Actor stars in ‘The Good Nurse,’ a chilling true-crime thriller for Netflix about a serial killer and the nurse who helped him get justice

Actor stars in ‘The Good Nurse,’ a chilling true-crime thriller for Netflix about a serial killer and the nurse who helped him get justice

The careers of Jessica Chastain and Eddie Redmayne were, perhaps, always on a collision course. His similar red-haired, fair-skinned appearance has long been compared. When they performed together at the 2017 Golden Globes, host Jimmy Fallon introduced them to “Chastain and the Redmayne” by rapping to the beat of Cypress Hill’s “Insane in the Membrane”.

Since meeting at a children’s film festival in Italy years ago, they have also been friends. Even if they are on the verge of being an occasional rival.

“I think we needed ‘The Danish Girl,’ because everyone always talks about how we look alike,” Chastain says. “I took a picture of him in character in costume and I emailed Eddie and I said, ‘Stop taking my roles, (disrespectful).'”

“The Good Nurse,” which premiered over the weekend at the Toronto International Film Festival, brings Chastain and Redmayne together on screen for the first time. It is a clever, chilling true-life drama that revolves around the case of Charles Cullen, a nurse in East Coast hospitals who murdered at least 29 patients. The film is directed by Tobias Lindholm and from Charles Graber’s 2013 book, “The Good Nurse: A True Story of Medicine, Madness and Murder” by screenwriter Christy Wilson-Cairns (“1917,” “Last Night in Soho”) is customized.

Chastain plays Amy Loughren, a New Jersey single mother nurse who befriends Cullen (Redmayne) after being hired.

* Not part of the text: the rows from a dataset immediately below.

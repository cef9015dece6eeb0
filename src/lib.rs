//! Read-only forensic parser for Btrfs filesystem images.
//!
//! The pipeline runs in stages, each named after the module that
//! implements it: [`partition`] finds candidate partitions, [`superblock`]
//! validates the Btrfs superblock within one, [`chunkmap`] resolves
//! logical addresses to physical ones, [`btree`] walks any tree given a
//! resolved root, [`fs`] joins the root/subvolume/checksum trees into a
//! queryable view, [`path`] and [`reader`] answer per-inode questions
//! against that view, and [`report`] formats what's found.

pub mod btree;
pub mod chunkmap;
pub mod compress;
pub mod error;
pub mod fs;
pub mod image;
pub mod key;
pub mod partition;
pub mod passwd;
pub mod path;
pub mod reader;
pub mod report;
pub mod structures;
pub mod superblock;

pub use error::{BtrfsError, Result};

In an interview together at a hotel in Toronto prior to the film’s premiere, their easily visible chemistry in the film was even more impressive in person.

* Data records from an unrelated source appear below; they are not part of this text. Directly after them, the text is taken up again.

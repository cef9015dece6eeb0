//! C1: locates candidate partitions inside a raw disk image by reading
//! whichever partition table is present, then probes each one for a
//! Btrfs superblock.
//!
//! MBR and GPT are both just byte layouts at well-known offsets; this
//! reads them directly with slice indexing rather than the zerocopy
//! structs in [`crate::structures`] — those model Btrfs's own on-disk
//! format, not the surrounding partition table, and a hand-rolled
//! field-offset table reads just as plainly for something this small.

use log::debug;

use crate::error::Result;
use crate::image::Image;
use crate::structures::Superblock;
use crate::superblock;

const SECTOR_SIZE: u64 = 512;
const MBR_SIGNATURE_OFFSET: usize = 0x1FE;
const MBR_TABLE_OFFSET: usize = 0x1BE;
const MBR_ENTRY_SIZE: usize = 16;
const MBR_ENTRY_COUNT: usize = 4;
const GPT_PROTECTIVE_TYPE: u8 = 0xEE;
const GPT_SIGNATURE: &[u8; 8] = b"EFI PART";
/// Defensive cap on GPT partition entries even if the header claims more
/// — a corrupt or adversarial header shouldn't make this crate allocate
/// without bound.
const MAX_GPT_ENTRIES: u32 = 4096;

#[derive(Debug, Clone, Copy, PartialEq, Eq)]
pub enum PartitionScheme {
    Mbr,
    Gpt,
    /// No partition table was recognized; the whole image is treated as
    /// one filesystem starting at byte 0 (spec §4.1 "bare" fallback).
    BareFs,
}

#[derive(Debug, Clone)]
pub struct Partition {
    pub index: u32,
    pub offset: u64,
    pub size: u64,
    pub scheme: PartitionScheme,
    pub label: Option<String>,
}

/// Locates candidate partitions and keeps only those with a valid Btrfs
/// superblock at their start (spec §4.1 contract: "each returned entry
/// has a valid filesystem superblock"). MBR is preferred outright — if
/// any MBR entry validates, GPT is never even consulted; GPT is only
/// tried when MBR yields no validating entry. Falls back to treating
/// the whole image as a bare filesystem at offset 0 when neither scheme
/// turns up a validating candidate.
pub fn detect(image: &Image) -> Result<Vec<Partition>> {
    let mbr_valid = validate(image, try_mbr(image)?);
    if !mbr_valid.is_empty() {
        return Ok(mbr_valid);
    }
    if let Some(gpt_parts) = try_gpt(image)? {
        let gpt_valid = validate(image, gpt_parts);
        if !gpt_valid.is_empty() {
            return Ok(gpt_valid);
        }
    }
    Ok(vec![Partition { index: 0, offset: 0, size: image.len, scheme: PartitionScheme::BareFs, label: None }])
}

fn validate(image: &Image, candidates: Vec<Partition>) -> Vec<Partition> {
    candidates.into_iter().filter(|p| superblock::probe(image, p.offset).is_some()).collect()
}

/// Lists every raw MBR/GPT partition table entry found, paired with
/// whatever superblock (if any) was found at its start — the combined
/// C1+C2 entry point `main.rs` calls for the `partitions` subcommand,
/// which (unlike [`detect`]) shows non-filesystem partitions too rather
/// than silently dropping them.
pub fn scan(image: &Image) -> Result<Vec<(Partition, Option<Superblock>)>> {
    let mut all = try_mbr(image)?;
    if let Some(gpt_parts) = try_gpt(image)? {
        all.extend(gpt_parts);
    }
    if all.is_empty() {
        all.push(Partition { index: 0, offset: 0, size: image.len, scheme: PartitionScheme::BareFs, label: None });
    }
    Ok(all.into_iter().map(|p| { let sb = superblock::probe(image, p.offset); (p, sb) }).collect())
}

fn try_mbr(image: &Image) -> Result<Vec<Partition>> {
    if image.len < SECTOR_SIZE {
        return Ok(Vec::new());
    }
    let sector = image.read_at(0, SECTOR_SIZE as usize)?;
    if sector[MBR_SIGNATURE_OFFSET] != 0x55 || sector[MBR_SIGNATURE_OFFSET + 1] != 0xAA {
        return Ok(Vec::new());
    }

    let mut out = Vec::new();
    for i in 0..MBR_ENTRY_COUNT {
        let entry = &sector[MBR_TABLE_OFFSET + i * MBR_ENTRY_SIZE..MBR_TABLE_OFFSET + (i + 1) * MBR_ENTRY_SIZE];
        let partition_type = entry[4];
        if partition_type == 0 {
            continue;
        }
        let lba_start = u32::from_le_bytes(entry[8..12].try_into().unwrap()) as u64;
        let sector_count = u32::from_le_bytes(entry[12..16].try_into().unwrap()) as u64;
        if sector_count == 0 {
            continue;
        }
        out.push(Partition {
            index: i as u32,
            offset: lba_start * SECTOR_SIZE,
            size: sector_count * SECTOR_SIZE,
            scheme: PartitionScheme::Mbr,
            label: None,
        });
    }
    debug!("MBR scan found {} partition(s)", out.len());
    Ok(out)
}

fn try_gpt(image: &Image) -> Result<Option<Vec<Partition>>> {
    if image.len < SECTOR_SIZE * 2 {
        return Ok(None);
    }
    let protective = image.read_at(0, SECTOR_SIZE as usize)?;
    if protective[MBR_SIGNATURE_OFFSET] != 0x55
        || protective[MBR_SIGNATURE_OFFSET + 1] != 0xAA
        || protective[MBR_TABLE_OFFSET + 4] != GPT_PROTECTIVE_TYPE
    {
        return Ok(None);
    }

    let header = image.read_at(SECTOR_SIZE, SECTOR_SIZE as usize)?;
    if &header[0..8] != GPT_SIGNATURE {
        return Ok(None);
    }

    let entry_lba = u64::from_le_bytes(header[72..80].try_into().unwrap());
    let num_entries = u32::from_le_bytes(header[80..84].try_into().unwrap()).min(MAX_GPT_ENTRIES);
    let entry_size = u32::from_le_bytes(header[84..88].try_into().unwrap()) as usize;
    if entry_size == 0 || entry_size < 56 {
        return Ok(None);
    }

    let table_offset = entry_lba * SECTOR_SIZE;
    let table_bytes = image.read_at(table_offset, entry_size * num_entries as usize)?;

    let mut out = Vec::new();
    for i in 0..num_entries as usize {
        let entry = &table_bytes[i * entry_size..(i + 1) * entry_size];
        let type_guid = &entry[0..16];
        if type_guid.iter().all(|&b| b == 0) {
            continue;
        }
        let starting_lba = u64::from_le_bytes(entry[32..40].try_into().unwrap());
        let ending_lba = u64::from_le_bytes(entry[40..48].try_into().unwrap());
        if ending_lba < starting_lba {
            continue;
        }
        let name = if entry.len() >= 128 { Some(decode_utf16le_name(&entry[56..128])) } else { None };
        out.push(Partition {
            index: i as u32,
            offset: starting_lba * SECTOR_SIZE,
            size: (ending_lba - starting_lba + 1) * SECTOR_SIZE,
            scheme: PartitionScheme::Gpt,
            label: name.filter(|s| !s.is_empty()),
        });
    }
    debug!("GPT scan found {} partition(s)", out.len());
    Ok(Some(out))
}

fn decode_utf16le_name(bytes: &[u8]) -> String {
    let units: Vec<u16> = bytes.chunks_exact(2).map(|c| u16::from_le_bytes([c[0], c[1]])).take_while(|&u| u != 0).collect();
    String::from_utf16_lossy(&units)
}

Jessica Chastain | photo credit: Ivan Agostini

“We play friends,” Chastain says, placing more emphasis on “playing.” “That was tough.”

“It was a pleasure,” Redmayne smiles, causing Chastain to laugh and sigh: “He can’t even pretend.”

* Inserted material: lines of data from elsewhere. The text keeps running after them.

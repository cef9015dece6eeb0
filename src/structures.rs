//! On-disk struct layouts, decoded with `zerocopy` instead of the raw
//! pointer transmutes a C-derived reader would reach for (see DESIGN.md).
//!
//! Every struct here corresponds 1:1 to a byte layout spec.md §3 names.
//! Fields that can hold an arbitrary byte pattern without that being a
//! corruption signal (item kind, checksum/compression tags) are kept as
//! plain integers and classified by a separate function — never as an
//! enum embedded in one of these structs, which `zerocopy::FromBytes`
//! could otherwise accept for a bit pattern with no valid variant.

use zerocopy::byteorder::little_endian::{U16, U32, U64};
use zerocopy::{FromBytes, Immutable, KnownLayout};

pub const CSUM_SIZE: usize = 32;
pub const FSID_SIZE: usize = 16;
pub const UUID_SIZE: usize = 16;
pub const SUPER_INFO_OFFSET: u64 = 0x10000;
pub const SUPER_INFO_SIZE: usize = 4096;
pub const SYSTEM_CHUNK_ARRAY_SIZE: usize = 2048;
pub const LABEL_SIZE: usize = 256;
pub const NUM_BACKUP_ROOTS: usize = 4;

pub const MAGIC: u64 = 0x4D5F53665248425F; // "_BHRfS_M", little-endian

pub type Csum = [u8; CSUM_SIZE];
pub type Fsid = [u8; FSID_SIZE];
pub type Uuid = [u8; UUID_SIZE];

/// Tree-block header: the first 101 bytes of every node, leaf or internal
/// (spec §3 "Tree-block header").
#[derive(FromBytes, KnownLayout, Immutable)]
#[repr(C)]
pub struct TreeHeader {
    pub csum: Csum,
    pub fsid: Fsid,
    pub bytenr: U64,
    pub flags: U64,
    pub chunk_tree_uuid: Uuid,
    pub generation: U64,
    pub owner: U64,
    pub nritems: U32,
    pub level: u8,
}

impl TreeHeader {
    pub const SIZE: usize = 101;
}
static_assertions::assert_eq_size!(TreeHeader, [u8; TreeHeader::SIZE]);

/// One 25-byte leaf item descriptor: `(key, rel_offset, size)`.
/// `rel_offset` is relative to the end of `TreeHeader` (spec §3).
#[derive(FromBytes, KnownLayout, Immutable)]
#[repr(C)]
pub struct LeafItemDescriptor {
    pub objectid: U64,
    pub kind: u8,
    pub offset: U64,
    pub rel_offset: U32,
    pub size: U32,
}

impl LeafItemDescriptor {
    pub const SIZE: usize = 25;
}
static_assertions::assert_eq_size!(LeafItemDescriptor, [u8; LeafItemDescriptor::SIZE]);

/// One 33-byte internal-node entry: `(key, child_logical_addr, generation)`.
#[derive(FromBytes, KnownLayout, Immutable)]
#[repr(C)]
pub struct KeyPtr {
    pub objectid: U64,
    pub kind: u8,
    pub offset: U64,
    pub blockptr: U64,
    pub generation: U64,
}

impl KeyPtr {
    pub const SIZE: usize = 33;
}
static_assertions::assert_eq_size!(KeyPtr, [u8; KeyPtr::SIZE]);

/// One 32-byte chunk stripe: `(devid, offset, dev_uuid)`.
#[derive(FromBytes, KnownLayout, Immutable, Clone, Copy)]
#[repr(C)]
pub struct Stripe {
    pub devid: U64,
    pub offset: U64,
    pub dev_uuid: Uuid,
}

impl Stripe {
    pub const SIZE: usize = 32;
}
static_assertions::assert_eq_size!(Stripe, [u8; Stripe::SIZE]);

/// 48-byte chunk item head, followed by `num_stripes` [`Stripe`]s.
#[derive(FromBytes, KnownLayout, Immutable)]
#[repr(C)]
pub struct ChunkHead {
    pub length: U64,
    pub owner: U64,
    pub stripe_len: U64,
    pub kind_flags: U64,
    pub io_align: U32,
    pub io_width: U32,
    pub sector_size: U32,
    pub num_stripes: U16,
    pub sub_stripes: U16,
}

impl ChunkHead {
    pub const SIZE: usize = 48;
}
static_assertions::assert_eq_size!(ChunkHead, [u8; ChunkHead::SIZE]);

/// 12-byte timespec: `(sec, nsec)`.
#[derive(FromBytes, KnownLayout, Immutable, Clone, Copy)]
#[repr(C)]
pub struct Timespec {
    pub sec: U64,
    pub nsec: U32,
}

impl Timespec {
    pub const SIZE: usize = 12;

    /// `(sec, nsec)` pair; callers fall back to the epoch for
    /// out-of-range values per spec §6.
    pub fn as_secs_nsec(&self) -> (i64, u32) {
        (self.sec.get() as i64, self.nsec.get())
    }
}

/// 160-byte inode item (spec §3 "Inode item").
#[derive(FromBytes, KnownLayout, Immutable)]
#[repr(C)]
pub struct InodeItem {
    pub generation: U64,
    pub transid: U64,
    pub size: U64,
    pub nbytes: U64,
    pub block_group: U64,
    pub nlink: U32,
    pub uid: U32,
    pub gid: U32,
    pub mode: U32,
    pub rdev: U64,
    pub flags: U64,
    pub sequence: U64,
    pub reserved: [u8; 32],
    pub atime: Timespec,
    pub ctime: Timespec,
    pub mtime: Timespec,
    pub otime: Timespec,
}

impl InodeItem {
    pub const SIZE: usize = 160;
}
static_assertions::assert_eq_size!(InodeItem, [u8; InodeItem::SIZE]);

/// Prefix of the root item this crate needs: the embedded inode, the
/// root's own generation/root_dirid, and — at byte offset 176 — the
/// `bytenr` of that tree's root node (spec §3 "Root item"). Trailing
/// fields (refs, uuids, backup timestamps) aren't consumed by anything
/// in scope, so they aren't modeled; `zerocopy::ref_from_prefix` only
/// needs this prefix to be present in the source buffer.
#[derive(FromBytes, KnownLayout, Immutable)]
#[repr(C)]
pub struct RootItemPrefix {
    pub inode: InodeItem,
    pub generation: U64,
    pub root_dirid: U64,
    pub bytenr: U64,
}

impl RootItemPrefix {
    pub const SIZE: usize = 184;
}
static_assertions::assert_eq_size!(RootItemPrefix, [u8; RootItemPrefix::SIZE]);

/// 30-byte directory/xattr item prefix, followed by `name` then
/// (for xattrs) `data_len` bytes of attribute value (spec §3).
#[derive(FromBytes, KnownLayout, Immutable)]
#[repr(C)]
pub struct DirItemPrefix {
    pub location_objectid: U64,
    pub location_kind: u8,
    pub location_offset: U64,
    pub transid: U64,
    pub data_len: U16,
    pub name_len: U16,
    pub file_type: u8,
}

impl DirItemPrefix {
    pub const SIZE: usize = 30;
}
static_assertions::assert_eq_size!(DirItemPrefix, [u8; DirItemPrefix::SIZE]);

/// 21-byte file-extent item prefix (spec §3 "File-extent item").
#[derive(FromBytes, KnownLayout, Immutable)]
#[repr(C)]
pub struct FileExtentPrefix {
    pub generation: U64,
    pub ram_bytes: U64,
    pub compression: u8,
    pub encryption: u8,
    pub other_encoding: U16,
    pub extent_type: u8,
}

impl FileExtentPrefix {
    pub const SIZE: usize = 21;
}
static_assertions::assert_eq_size!(FileExtentPrefix, [u8; FileExtentPrefix::SIZE]);

/// The extra 32 bytes present when `extent_type` is `regular` or
/// `prealloc`.
#[derive(FromBytes, KnownLayout, Immutable)]
#[repr(C)]
pub struct FileExtentDisk {
    pub disk_bytenr: U64,
    pub disk_num_bytes: U64,
    pub offset: U64,
    pub num_bytes: U64,
}

impl FileExtentDisk {
    pub const SIZE: usize = 32;
}
static_assertions::assert_eq_size!(FileExtentDisk, [u8; FileExtentDisk::SIZE]);

pub const FILE_EXTENT_INLINE: u8 = 0;
pub const FILE_EXTENT_REGULAR: u8 = 1;
pub const FILE_EXTENT_PREALLOC: u8 = 2;

/// 10-byte inode-ref prefix, followed by `name_len` bytes of name. An
/// `INODE_REF` item's key is `(child_objectid, INODE_REF, parent_objectid)`
/// — this prefix plus the name is everything needed to recover one
/// directory entry's name from the child's side (spec §3 "Inode ref").
#[derive(FromBytes, KnownLayout, Immutable)]
#[repr(C)]
pub struct InodeRefPrefix {
    pub index: U64,
    pub name_len: U16,
}

impl InodeRefPrefix {
    pub const SIZE: usize = 10;
}
static_assertions::assert_eq_size!(InodeRefPrefix, [u8; InodeRefPrefix::SIZE]);

/// Superblock fields the core consumes (spec §3 "Superblock fields"),
/// laid out with the full field set of the real on-disk superblock so
/// that `sys_chunk_array`'s offset — and therefore its contents — lines
/// up correctly. The teacher's `structures.rs` carries the same
/// reasoning; this is the one struct in the crate big enough that
/// trimming unused trailing fields would be false economy, since the
/// array we actually need (`sys_chunk_array`) comes after them.
#[derive(FromBytes, KnownLayout, Immutable)]
#[repr(C)]
pub struct Superblock {
    pub csum: Csum,
    pub fsid: Fsid,
    pub bytenr: U64,
    pub flags: U64,
    pub magic: U64,
    pub generation: U64,
    pub root: U64,
    pub chunk_root: U64,
    pub log_root: U64,
    pub log_root_transid_unused: U64,
    pub total_bytes: U64,
    pub bytes_used: U64,
    pub root_dir_objectid: U64,
    pub num_devices: U64,
    pub sectorsize: U32,
    pub nodesize: U32,
    pub leafsize_unused: U32,
    pub stripesize: U32,
    pub sys_chunk_array_size: U32,
    pub chunk_root_generation: U64,
    pub compat_flags: U64,
    pub compat_ro_flags: U64,
    pub incompat_flags: U64,
    pub csum_type: U16,
    pub root_level: u8,
    pub chunk_root_level: u8,
    pub log_root_level: u8,
    pub dev_item: DevItem,
    pub label: [u8; LABEL_SIZE],
    pub cache_generation: U64,
    pub uuid_tree_generation: U64,
    pub metadata_uuid: Fsid,
    pub nr_global_roots: U64,
    pub reserved: [U64; 27],
    pub sys_chunk_array: [u8; SYSTEM_CHUNK_ARRAY_SIZE],
    pub super_roots: [RootBackup; NUM_BACKUP_ROOTS],
    pub padding: [u8; 565],
}

impl Superblock {
    pub const SIZE: usize = SUPER_INFO_SIZE;

    pub fn label_str(&self) -> String {
        let end = self.label.iter().position(|&b| b == 0).unwrap_or(self.label.len());
        String::from_utf8_lossy(&self.label[..end]).into_owned()
    }
}
static_assertions::assert_eq_size!(Superblock, [u8; Superblock::SIZE]);

#[derive(FromBytes, KnownLayout, Immutable)]
#[repr(C)]
pub struct DevItem {
    pub devid: U64,
    pub total_bytes: U64,
    pub bytes_used: U64,
    pub io_align: U32,
    pub io_width: U32,
    pub sector_size: U32,
    pub kind: U64,
    pub generation: U64,
    pub start_offset: U64,
    pub dev_group: U32,
    pub seek_speed: u8,
    pub bandwidth: u8,
    pub uuid: Uuid,
    pub fsid: Fsid,
}

impl DevItem {
    pub const SIZE: usize = 98;
}
static_assertions::assert_eq_size!(DevItem, [u8; DevItem::SIZE]);

#[derive(FromBytes, KnownLayout, Immutable, Clone, Copy)]
#[repr(C)]
pub struct RootBackup {
    pub tree_root: U64,
    pub tree_root_gen: U64,
    pub chunk_root: U64,
    pub chunk_root_gen: U64,
    pub extent_root: U64,
    pub extent_root_gen: U64,
    pub fs_root: U64,
    pub fs_root_gen: U64,
    pub dev_root: U64,
    pub dev_root_gen: U64,
    pub csum_root: U64,
    pub csum_root_gen: U64,
    pub total_bytes: U64,
    pub bytes_used: U64,
    pub num_devices: U64,
    pub unused_64: [U64; 4],
    pub tree_root_level: u8,
    pub chunk_root_level: u8,
    pub extent_root_level: u8,
    pub fs_root_level: u8,
    pub dev_root_level: u8,
    pub csum_root_level: u8,
    pub unused_8: [u8; 10],
}

impl RootBackup {
    pub const SIZE: usize = 168;
}
static_assertions::assert_eq_size!(RootBackup, [u8; RootBackup::SIZE]);

/// `CsumType::Crc32` is the only algorithm this crate validates directly
/// (matching the teacher); anything else is logged and skipped rather
/// than treated as corruption, since hash algorithms are pluggable
/// (spec §1 "Out of scope").
#[derive(Debug, Clone, Copy, PartialEq, Eq)]
pub enum CsumType {
    Crc32,
    Other(u16),
}

impl CsumType {
    pub fn from_raw(raw: u16) -> CsumType {
        match raw {
            0 => CsumType::Crc32,
            other => CsumType::Other(other),
        }
    }
}

#[cfg(test)]
mod tests {
    use super::*;

    #[test]
    fn struct_sizes_match_spec() {
        assert_eq!(TreeHeader::SIZE, 101);
        assert_eq!(LeafItemDescriptor::SIZE, 25);
        assert_eq!(KeyPtr::SIZE, 33);
        assert_eq!(Stripe::SIZE, 32);
        assert_eq!(ChunkHead::SIZE, 48);
        assert_eq!(InodeItem::SIZE, 160);
        assert_eq!(DirItemPrefix::SIZE, 30);
        assert_eq!(FileExtentPrefix::SIZE, 21);
        assert_eq!(FileExtentDisk::SIZE, 32);
        assert_eq!(Superblock::SIZE, 4096);
        assert_eq!(InodeRefPrefix::SIZE, 10);
    }
}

The film, which will release in theaters on Netflix October 19 and stream on October 26, not only deals with a stealthy serial killer, but the for-profit health care system that allowed him to go undetected for so long. Nnamdi Asomugha and Noah Emmerich co-star as police detectives.

“For me, the script was a complicated story, a mix of this very close friendship, a tale of heroism by Jessica’s character Amy,” Redmayne says. “But in some ways, it was a question of a system, and how that system works or fails.”

“The Good Nurse” was initially set several years earlier, but Lindholm, the Danish author of several Thomas Winterberg films including the Oscar-winning “The Other Round” and “The Hunt”, went on to create a massive Danish miniseries, “The Investigation”. are committed to. ,” about the death of 30-year-old Swedish journalist Kim Wall. The actors discussed their options and elected to wait for Lindholm.

“We had a lot of conversations even before we started. So we knew what we wanted with the film, and we were looking forward to it,” Lindholm says. “We came in with an extremely caring and loving energy. We would all three cores. I thought we Together all three will make this film.”

“They’re a dream, two of them,” he continued. “They look alike. They have the same humour. They have the same energy. And yet they are very different.”

For Chastain, 45, and Redmayne, 40, making “The Good Nurse” came with some nervousness. He said that working with friends can mean seeing a different side of someone. Redmayne’s character, too, is a deeply damaged man who wears a gentle and warm mask. Redmayne’s little hangdog physicality in “The Good Nurse” is unlike anything he’s ever done.

This image released by Netflix shows Eddie Redmayne and Jessica Chastain in a scene from 'The Good Nurse'

This image released by Netflix shows Eddie Redmayne and Jessica Chastain in a scene from ‘The Good Nurse’. photo credit: JOJO WHILDEN

“I respect that they don’t need to torture others around them to believe their performances,” says Chastain, who says she respects any actor’s process. “I would talk to Eddie easily like this, and then ‘We have to roll,’ and here comes Charlie. It wasn’t like we had to work with Charlie. I was like, ‘Oh. I still like you’ I do, thank God!'”

“The Good Nurse” is Chastain’s first since she won Best Actress at the Academy Awards earlier this year for “The Eyes of Tammy Faye.” Publicity has highlighted that the film has two major Oscar winners; Redmayne won Best Actor for his Stephen Hawking in 2014’s “The Theory of Everything.”

“I have to say when I saw the trailer for my movie and it was both of us, I was like, ‘Yeah,'” Chastain says.

“It’s almost the best feeling,” Redmayne replies. “Because you don’t really believe it when it happens.”

Chastain previously had a superstition about holding an Oscar, and once refused to touch Redmayne’s award.

“But now,” she says with a laugh, “I’ll hold your Oscar and you can hold mine.”